Cell proliferation, apoptosis and mitochondrial damage in rat B50 neuronal cells after cisplatin treatment

Abstract

Objectives: Cisplatin (cisPt) is used as a chemotherapeutic agent for the treatment of a variety of human tumours; more recently, it has been demonstrated that tumour cell exposure to cisPt ultimately results in apoptosis, but the mechanism by which nuclear cisPt/DNA generates the cytoplasmic cascade of events involved has not been clarified. We have investigated the effects of cisPt on proliferation in the neuronal cell line B50, with particular attention being given to understand whether mitochondria are a target of cisPt and their involvement in the apoptotic process.

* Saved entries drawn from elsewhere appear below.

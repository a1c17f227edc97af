//! Executor-internal faults.

use thiserror::Error;
use tokio::sync::AcquireError;
use tokio::task::JoinError;

/// A fault that prevented the batch from producing one result per address.
///
/// Per-address failures never appear here; they become `NotFound` results.
#[derive(Debug, Error)]
pub enum BatchError {
    /// A geocoding task panicked or was cancelled.
    #[error("geocoding task failed: {0}")]
    Task(#[from] JoinError),

    /// The worker pool was closed while addresses were still queued.
    #[error("worker pool closed: {0}")]
    PoolClosed(#[from] AcquireError),

    /// No result was recorded for the address at this position.
    #[error("no result recorded for address #{0}")]
    MissingResult(usize),
}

Materials and methods: Rat neuronal B50 cells were used to investigate the mechanisms of cisPt-induced cytotoxicity; this line has been used as a model system for neurotoxicity in vivo.

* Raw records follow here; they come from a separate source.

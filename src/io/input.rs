//! Address input.
//!
//! One address per line; blank lines are skipped.

use std::fs::File;
use std::io::{self, BufRead, BufReader, Write};
use std::path::{Path, PathBuf};

use crate::geocoding::WorkItem;

/// Prompt shown when no input path is given on the command line.
pub const PATH_PROMPT: &str = "Please input the path to the file containing addresses:";

/// Read the addresses in a file, in order.
pub fn read_addresses(path: &Path) -> io::Result<Vec<WorkItem>> {
    let file = File::open(path)?;
    parse_addresses(BufReader::new(file))
}

/// Parse addresses from a line-oriented source.
pub fn parse_addresses<R: BufRead>(reader: R) -> io::Result<Vec<WorkItem>> {
    let mut items = Vec::new();
    for line in reader.lines() {
        let line = line?;
        let address = line.trim_end_matches('\r');
        if address.trim().is_empty() {
            continue;
        }
        items.push(WorkItem::new(address));
    }
    Ok(items)
}

/// Ask for the input file path on `output` and read it from `input`.
pub fn prompt_for_path<R: BufRead, W: Write>(mut input: R, mut output: W) -> io::Result<PathBuf> {
    writeln!(output, "{PATH_PROMPT}")?;
    output.flush()?;

    let mut line = String::new();
    input.read_line(&mut line)?;
    let path = line.trim();
    if path.is_empty() {
        return Err(io::Error::new(io::ErrorKind::InvalidInput, "no input path given"));
    }
    Ok(PathBuf::from(path))
}
//! Metrics collection and exposition.
//!
//! # Metrics
//! - `geocoder_attempts_total` (counter): endpoint attempts by outcome
//!   (`found`, `no_location`, `status`, `transport`)
//! - `geocoder_results_total` (counter): final results by status
//! - `geocoder_batch_duration_seconds` (histogram): wall time per batch
//!
//! # Design Decisions
//! - Recording goes through the `metrics` facade; without an installed
//!   recorder every call is a no-op
//! - Prometheus exposition is opt-in

use std::net::SocketAddr;
use std::time::Instant;

use metrics_exporter_prometheus::{BuildError, PrometheusBuilder};

/// Install the Prometheus recorder and its scrape endpoint.
///
/// Must be called from within a tokio runtime.
pub fn init_metrics(addr: SocketAddr) -> Result<(), BuildError> {
    PrometheusBuilder::new().with_http_listener(addr).install()?;
    tracing::info!(address = %addr, "Metrics endpoint listening");
    Ok(())
}

pub fn record_attempt(outcome: &'static str) {
    metrics::counter!("geocoder_attempts_total", "outcome" => outcome).increment(1);
}

pub fn record_result(found: bool) {
    let status = if found { "FOUND" } else { "NOT_FOUND" };
    metrics::counter!("geocoder_results_total", "status" => status).increment(1);
}

pub fn record_batch(started: Instant) {
    metrics::histogram!("geocoder_batch_duration_seconds").record(started.elapsed().as_secs_f64());
}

Results: Changes in proliferation, induction of apoptosis, activation of caspase-3 and DNA fragmentation were observed in the cells, as well as morphological and biochemical alterations of mithocondria. Activation of caspase-9 confirmed that mitochondria are a target of cisPt.

Conclusion: CisPt exerts cytotoxic effects in the neuronal B50 cell line via a caspase-dependent pathway with mitochondria being central relay stations.

Figure 1

Immunocytochemical reaction for BrdU in B50 cells: positive (green fluorescence) control sample (a) and after treatment with cisPt (b). Cytofluorimetric analysis of BrdU in B50 control cells (d) and treated with cisPt (e). The histogram represents the average of five independent experiments (c). Cytofluorimetric histograms of DNA content after propidium iodide (PI) staining in control B50 cells (f). The sub‐G₁ peak (arrow) demonstrates that apoptotic cells are present after cisPt treatment (g).

Figure 2

Dual parameter cytogram of FITC‐labelled annexin V (in abscissa) versus propidium iodide (PI) staining (ordinate). Double‐negative, non‐apoptotic cells fall in the lower left quadrant, while early and late apoptotic cells fall in the lower and upper right quadrant, respectively. There was an increase of early and late apoptotic cells in cisPt‐treated cells (b). The histogram represents the average of five independent experiments (c). Immunocytochemical reaction for activated caspase‐3 in control (d) and cisPt‐treated cells (e, green fluorescence). DNA was counterstained with PI.

Figure 3

Treatment with cisPt induced caspase activation, and DNA fragmentation demonstrated by TUNEL assay. TUNEL‐positive cells (b, green fluorescence) were counterstained with Evan's blue (red fluorescence); in (a) DNA was counterstained with Hoechst 33258.

Figure 4

Confocal microscopy of dual immunolabelling of mitochondria (green fluorescence) and actinic cytoskeleton (red fluorescence) in B50 cells. Compared to untreated controls (a), in cisPt‐treated cells (b), mitochondria clustered around the nucleus and formed dense masses in the cytoplasm. Control cells (a) revealed a filamentous actin skeleton; in (b) cisPt induced disruption of filamentous actin structures and assembly of depolymerized actin in peripheral regions of cytoplasm close to the cell membrane. DNA was counterstained with Hoechst 33258. Confocal microscopy: immunocytochemical detection of Bcl‐2 (green fluorescence) in control cells (c) and after cisPt treatment (d). After treatment with cisPt, Bcl‐2 protein levels increased significantly in the nucleus. The cytoskeleton was labelled with Alexa 594‐conjugated phalloidin (red fluorescence).

Figure 5

Confocal microscopy. Immunocytochemical detection of Bax (green fluorescence) in control cells (a) and after cisPt treatment (b). Cytoskeleton was labelled with Alexa 594‐conjugated phalloidin (red fluorescence) and DNA was counterstained with Hoechst 33258. Double immunoreaction for mitochondria (green fluorescence, c) and Bax (red fluorescence, d) in cisPt‐treated B50 cells, DNA counterstained with Hoechst 33258. The three different sections (e′, e″, e′″) represent the fluorescence distribution determined for sections of the cell, as indicated in the red/green fusion image (e). After treatment, Bax translocates from its predominantly cytoplasmic location to mitochondria and induces activation of apoptosis.

Figure 6

Cytometric analysis of green‐versus‐red fluorescence of JC‐1 showing effects of cisPt treatment (b) on mitochondrial potential: compared to control (a), there is an increase of cell fraction with high green fluorescence and a relatively low red fluorescence.

Figure 7

Immunocytochemical detection of activated caspase‐9 (green fluorescence) in cisPt‐treated cells (b). In (a) untreated cells, DNA counterstained with propidium iodide (PI).